Attitudes necessary to partiular situations, at some point, become skins that needs to be shed. I wanted to say "the hard part is figuring out who's an idiot." But I've often been forced to realize - in life, politics, and writing - that the idiots have the most profound critiques to offer, if I can stand to hear out.

Not the envelope of bluster, but the kernel of truth that allows the rest of the b.s. to hit the target, as collateral damage. People often say that for them a piece of writing starts with an irritant, like sand in an oyster. I think that can be true too for developing past blockages and weaknesses in writing (and more generally psychologically), getting past self-delusion.

Buddhism (sorry, a current reading binge staple) has this idea of a 'spiritual friend,' which is someone to whom you feel intense aversion - at some point, even if at first they were what is commonly called a friend - whose 'attacks' or 'injuries' to you kicks you in the head and makes you shed self-delusion and spiritual materialism (confusing the trappings of spiritual 'success' for actual spiritual being-at-one-with or whatever).

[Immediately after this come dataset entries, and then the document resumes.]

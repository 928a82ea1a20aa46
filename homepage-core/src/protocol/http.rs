use serde::{Deserialize, Serialize};

use crate::{error::Error, models::Message};
/*
    envelope http: { <dati>, status } in caso di successo, { error, status } in caso di errore.
    Le stringhe di status fanno parte del contratto con il frontend, non cambiarle.
*/
pub const STATUS_OK: &str = "all good";
pub const STATUS_RETRIEVE_FAILED: &str = "failed to retrieve messages from the database";
pub const STATUS_SAVE_FAILED: &str = "failed to save the message to the database";

// Save message (JSON o form url-encoded)
#[derive(Debug, Clone, Default, PartialEq, Eq, Serialize, Deserialize)]
#[serde(rename_all = "camelCase")]
pub struct SaveMessageRequest {
    #[serde(default)]
    pub name: String,
    #[serde(default)]
    pub message: String,
}

#[derive(Debug, Clone, PartialEq, Eq, Serialize, Deserialize)]
#[serde(rename_all = "camelCase")]
pub struct SaveMessageResponse {
    pub message: Message,
    pub status: String,
}

// List messages, usato anche per la ricerca per id (0 o 1 elementi)
#[derive(Debug, Clone, PartialEq, Eq, Serialize, Deserialize)]
#[serde(rename_all = "camelCase")]
pub struct ListMessagesResponse {
    pub messages: Vec<Message>,
    pub status: String,
}

#[derive(Debug, Clone, PartialEq, Eq, Serialize, Deserialize)]
#[serde(rename_all = "camelCase")]
pub struct ErrorResponse {
    pub error: Error,
    pub status: String,
}

impl SaveMessageResponse {
    pub fn ok(message: Message) -> Self {
        Self { message, status: STATUS_OK.to_string() }
    }
}

impl ListMessagesResponse {
    pub fn ok(messages: Vec<Message>) -> Self {
        Self { messages, status: STATUS_OK.to_string() }
    }
}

But they go on to say that any situation that causes aversion (or positive attachment - pride) can also be this kind of teacher.

When I've managed to get better as a writer, it's been about being open to this idea. How working with other people's b.s. projected onto my work product and person can be as useful, if not more, than recognizing my own projections onto others. Tools for seeing through self-delusion, which always brings new self-confidence that's more based in reality, and less threatened by other people's b.s.

So, yeah, confidence, but I'd add that what kind, where it's coming from, is a key thing to focus on, in developing as a writer and also in critiquing and teaching - helping others develop and hear their own voice. But then, I'm one of those people who suspects writing is either like therapy or requires something akin to therapy, and is also a spiritual pratice... even though I also think that sounds like a total crock.

Sorry - didn't mean to write so much, but verbal shortcuts can be hard to come by sometimes.